Shein wants to move back to China to secure a Hong Kong IPO

The company has struggled to secure a home for its long-standing public ambitions.

Tom Jones

New York looked like a no-go and London was taking too long — now, years into its scrambling efforts to secure a place on the public market, Shein is planning to move its base back to China to nail down an IPO in Hong Kong, per Bloomberg reporting.

Homeward bound

The fast-fashion giant known for ultra-affordable clothes of varying quality moved core operations to Singapore in 2021. Now, company execs are hoping a return to the country where it was founded will help get national regulators on board with its public offering plans. Previously, Shein’s efforts to IPO were met with resistance on both sides of the Atlantic, as US and UK lawmakers raised concerns around forced labor and other issues.

With the de minimis trading exemption sewn shut, American shoppers learned to live without cheap Chinese imports... for a month or two at least.

Now, traffic to Temu’s and Shein’s websites is on the up once again, as the two rivals saw site visits rise in July, data from Similarweb shows.
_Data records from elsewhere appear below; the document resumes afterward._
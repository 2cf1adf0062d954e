//! Per-connection session scope membership.
//!
//! Tracks which duels a WebSocket connection belongs to and decides which
//! bus messages are forwarded to it.

use std::collections::HashSet;

use crate::domain::{Audience, BusMessage, ConnectionId, DuelEvent, SessionId};

/// Session scopes joined by a single WebSocket connection.
#[derive(Debug)]
pub struct SessionScopes {
    connection: ConnectionId,
    sessions: HashSet<SessionId>,
}

impl SessionScopes {
    /// Creates an empty scope set for `connection`.
    #[must_use]
    pub fn new(connection: ConnectionId) -> Self {
        Self {
            connection,
            sessions: HashSet::new(),
        }
    }

    /// Connection these scopes belong to.
    #[must_use]
    pub const fn connection(&self) -> ConnectionId {
        self.connection
    }

    /// Applies a bus message, returning the event to forward, if any.
    ///
    /// Scope joins and leaves addressed to this connection update the set
    /// and are never forwarded themselves.
    pub fn route<'a>(&mut self, message: &'a BusMessage) -> Option<&'a DuelEvent> {
        match message {
            BusMessage::Deliver { audience, event } => self.matches(*audience).then_some(event),
            BusMessage::JoinScope {
                connection,
                session_id,
            } => {
                if *connection == self.connection {
                    self.sessions.insert(*session_id);
                }
                None
            }
            BusMessage::LeaveScope {
                connection,
                session_id,
            } => {
                if *connection == self.connection {
                    self.sessions.remove(session_id);
                }
                None
            }
        }
    }

    /// Returns `true` if this connection is part of `audience`.
    #[must_use]
    pub fn matches(&self, audience: Audience) -> bool {
        match audience {
            Audience::All => true,
            Audience::Connection(id) => id == self.connection,
            Audience::Session(session_id) => self.sessions.contains(&session_id),
        }
    }
}

#[cfg(test)]
mod tests {
    use super::*;

    fn deliver(audience: Audience) -> BusMessage {
        BusMessage::Deliver {
            audience,
            event: DuelEvent::DisableOptions,
        }
    }

    #[test]
    fn broadcast_reaches_everyone() {
        let mut scopes = SessionScopes::new(ConnectionId::new());
        assert!(scopes.route(&deliver(Audience::All)).is_some());
    }

    #[test]
    fn direct_delivery_only_reaches_addressee() {
        let me = ConnectionId::new();
        let mut scopes = SessionScopes::new(me);
        assert!(scopes.route(&deliver(Audience::Connection(me))).is_some());
        assert!(
            scopes
                .route(&deliver(Audience::Connection(ConnectionId::new())))
                .is_none()
        );
    }

    #[test]
    fn session_delivery_requires_joined_scope() {
        let me = ConnectionId::new();
        let session_id = SessionId::new();
        let mut scopes = SessionScopes::new(me);
        assert!(scopes.route(&deliver(Audience::Session(session_id))).is_none());

        let join = BusMessage::JoinScope {
            connection: me,
            session_id,
        };
        assert!(scopes.route(&join).is_none());
        assert!(scopes.matches(Audience::Session(session_id)));
        assert!(scopes.route(&deliver(Audience::Session(session_id))).is_some());

        let leave = BusMessage::LeaveScope {
            connection: me,
            session_id,
        };
        assert!(scopes.route(&leave).is_none());
        assert!(scopes.route(&deliver(Audience::Session(session_id))).is_none());
    }

    #[test]
    fn other_connections_joins_are_ignored() {
        let mut scopes = SessionScopes::new(ConnectionId::new());
        let session_id = SessionId::new();
        let join = BusMessage::JoinScope {
            connection: ConnectionId::new(),
            session_id,
        };
        scopes.route(&join);
        assert!(!scopes.matches(Audience::Session(session_id)));
    }
}
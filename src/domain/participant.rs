//! Lobby participant and its public summary.

use chrono::{DateTime, Utc};
use serde::Serialize;
use utoipa::ToSchema;

use super::ConnectionId;

/// A connection that has joined the lobby under a display name.
#[derive(Debug, Clone)]
pub struct Participant {
    /// Connection handle (immutable after join).
    pub id: ConnectionId,
    /// Trimmed display name, unique among registered participants.
    pub name: String,
    /// `true` while the participant is playing a duel.
    pub busy: bool,
    /// When the participant joined the lobby.
    pub joined_at: DateTime<Utc>,
}

impl Participant {
    /// Creates an idle participant.
    #[must_use]
    pub fn new(id: ConnectionId, name: String) -> Self {
        Self {
            id,
            name,
            busy: false,
            joined_at: Utc::now(),
        }
    }
}

/// What other clients see of an idle participant in `updatePlayers`.
#[derive(Debug, Clone, PartialEq, Eq, Serialize, ToSchema)]
pub struct ParticipantSummary {
    /// Handle to pass as `targetId` when challenging.
    pub id: ConnectionId,
    /// Display name.
    pub name: String,
}

impl From<&Participant> for ParticipantSummary {
    fn from(p: &Participant) -> Self {
        Self {
            id: p.id,
            name: p.name.clone(),
        }
    }
}
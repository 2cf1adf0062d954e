//! Outbound events and the audience each one is addressed to.
//!
//! Every state change is turned into one or more [`DuelEvent`]s and
//! published through the [`super::EventBus`] wrapped in a [`BusMessage`].
//! WebSocket connections forward the deliveries addressed to them.

use serde::Serialize;

use super::duel_session::Scores;
use super::participant::ParticipantSummary;
use super::{ConnectionId, SessionId};

/// Server → client event, serialized as `{"event": <name>, "data": <payload>}`.
#[derive(Debug, Clone, PartialEq, Eq, Serialize)]
#[serde(
    tag = "event",
    content = "data",
    rename_all = "camelCase",
    rename_all_fields = "camelCase"
)]
pub enum DuelEvent {
    /// Tells a fresh connection its handle.
    Welcome {
        /// Handle assigned to the connection.
        connection_id: ConnectionId,
    },
    /// The requested display name is taken.
    NameConflict,
    /// Idle participants in registration order.
    UpdatePlayers(Vec<ParticipantSummary>),
    /// Someone wants to duel the receiving connection.
    ChallengeReceived {
        /// Handle to pass back with `acceptChallenge`.
        challenger_id: ConnectionId,
        /// Challenger display name.
        challenger_name: String,
    },
    /// A command from the receiving connection was refused, with the
    /// human-readable reason.
    Error(String),
    /// Current score of both players.
    UpdateScores(Scores),
    /// The duel has started.
    GameStart {
        /// Duel identifier to echo with answers and timeouts.
        session_id: SessionId,
    },
    /// The next round is open.
    NewQuestion {
        /// Prompt text.
        question: String,
        /// Options in display order.
        options: Vec<String>,
        /// 1-based round number.
        round: usize,
        /// Number of rounds in the duel.
        total_rounds: usize,
        /// Seconds until the round times out.
        deadline_secs: u64,
    },
    /// The round has been settled; answers are no longer accepted.
    DisableOptions,
    /// The duel is over.
    GameOver(GameOverData),
}

/// Payload of `gameOver`.
///
/// A duel that ran its course sends the JSON-encoded score map as a bare
/// string. A forfeit wraps it together with the player who left.
#[derive(Debug, Clone, PartialEq, Eq, Serialize)]
#[serde(untagged)]
pub enum GameOverData {
    /// Every round was played.
    Completed(String),
    /// A player disconnected mid-duel.
    Forfeited {
        /// Final scores as a JSON-encoded object.
        scores: String,
        /// Player whose disconnect ended the duel.
        #[serde(rename = "forfeitedBy")]
        forfeited_by: ConnectionId,
    },
}

impl GameOverData {
    /// JSON-encoded final scores.
    #[must_use]
    pub fn scores(&self) -> &str {
        match self {
            Self::Completed(scores) | Self::Forfeited { scores, .. } => scores,
        }
    }

    /// Player whose disconnect ended the duel, if any.
    #[must_use]
    pub const fn forfeited_by(&self) -> Option<ConnectionId> {
        match self {
            Self::Completed(_) => None,
            Self::Forfeited { forfeited_by, .. } => Some(*forfeited_by),
        }
    }
}

impl DuelEvent {
    /// Returns the wire name of the event.
    #[must_use]
    pub const fn event_type_str(&self) -> &'static str {
        match self {
            Self::Welcome { .. } => "welcome",
            Self::NameConflict => "nameConflict",
            Self::UpdatePlayers(_) => "updatePlayers",
            Self::ChallengeReceived { .. } => "challengeReceived",
            Self::Error(_) => "error",
            Self::UpdateScores(_) => "updateScores",
            Self::GameStart { .. } => "gameStart",
            Self::NewQuestion { .. } => "newQuestion",
            Self::DisableOptions => "disableOptions",
            Self::GameOver(_) => "gameOver",
        }
    }

    /// Builds a `gameOver` event, encoding the scores as a JSON string.
    #[must_use]
    pub fn game_over(scores: &Scores, forfeited_by: Option<ConnectionId>) -> Self {
        let scores = serde_json::to_string(scores).unwrap_or_else(|_| "{}".to_string());
        Self::GameOver(match forfeited_by {
            Some(forfeited_by) => GameOverData::Forfeited {
                scores,
                forfeited_by,
            },
            None => GameOverData::Completed(scores),
        })
    }
}

/// Who receives a delivery.
#[derive(Debug, Clone, Copy, PartialEq, Eq)]
pub enum Audience {
    /// A single connection.
    Connection(ConnectionId),
    /// Both players of a duel (the session scope).
    Session(SessionId),
    /// Every open connection.
    All,
}

/// Item carried on the event bus.
///
/// Scope membership changes travel on the same channel as deliveries, so a
/// connection always joins a session scope before it sees that scope's
/// first event.
#[derive(Debug, Clone, PartialEq, Eq)]
pub enum BusMessage {
    /// Send an event to an audience.
    Deliver {
        /// Recipients.
        audience: Audience,
        /// Event to send.
        event: DuelEvent,
    },
    /// Add a connection to a session scope.
    JoinScope {
        /// Connection joining.
        connection: ConnectionId,
        /// Scope joined.
        session_id: SessionId,
    },
    /// Remove a connection from a session scope.
    LeaveScope {
        /// Connection leaving.
        connection: ConnectionId,
        /// Scope left.
        session_id: SessionId,
    },
}
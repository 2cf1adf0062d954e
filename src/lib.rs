//! # duel-gateway
//!
//! Real-time lobby and head-to-head quiz duel server.
//!
//! Players connect over WebSocket, register a display name, challenge an
//! idle opponent and race through a fixed bank of multiple-choice
//! questions. The first answer settles each round; an unanswered round
//! times out after the deadline. A small REST surface exposes the lobby
//! for inspection.
//!
//! ## Architecture
//!
//! ```text
//! Clients (WebSocket, HTTP)
//!     │
//!     ├── WS Handler (ws/)          REST Handlers (api/)
//!     │
//!     ├── DuelService (service/)
//!     │     ├── MatchmakingCoordinator
//!     │     └── RoundScheduler (timers)
//!     │
//!     ├── LobbyRegistry / SessionTable (domain/)
//!     └── EventBus ──► per-connection SessionScopes
//! ```

pub mod api;
pub mod app_state;
pub mod config;
pub mod domain;
pub mod error;
pub mod service;
pub mod ws;

use axum::Router;
use axum::routing::get;
use tower_http::cors::CorsLayer;
use tower_http::trace::TraceLayer;

use crate::app_state::AppState;

/// Builds the full application router: REST endpoints, the `/ws`
/// upgrade endpoint and, with the `swagger-ui` feature, the interactive
/// API docs at `/swagger-ui`.
pub fn build_app(app_state: AppState) -> Router {
    let router = Router::new()
        .merge(api::build_router())
        .route("/ws", get(ws::handler::ws_handler));

    #[cfg(feature = "swagger-ui")]
    let router = {
        use utoipa::OpenApi;
        router.merge(
            utoipa_swagger_ui::SwaggerUi::new("/swagger-ui")
                .url("/api-docs/openapi.json", api::ApiDoc::openapi()),
        )
    };

    router
        .layer(TraceLayer::new_for_http())
        .layer(CorsLayer::permissive())
        .with_state(app_state)
}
Temu and Shein site visits chart
Sherwood News

Shein’s 85 million figure — the most it’s clocked since at least February 2024 — was slightly outshone by Temu. Indeed, just as it looked like the two might be leveling out in June, desktop and mobile visits to temu.com more than doubled, with some arguing that Temu, owned by PDD Holdings, might already be benefiting from Amazon pulling out of Google Shopping ads last month.

Can Americans live without $1 necklaces, $2 phone cases, and $4 T-shirts? The answer, at least for now, seems to be no — great news for Shein’s hopes that it can finally carve out a place on the stock market.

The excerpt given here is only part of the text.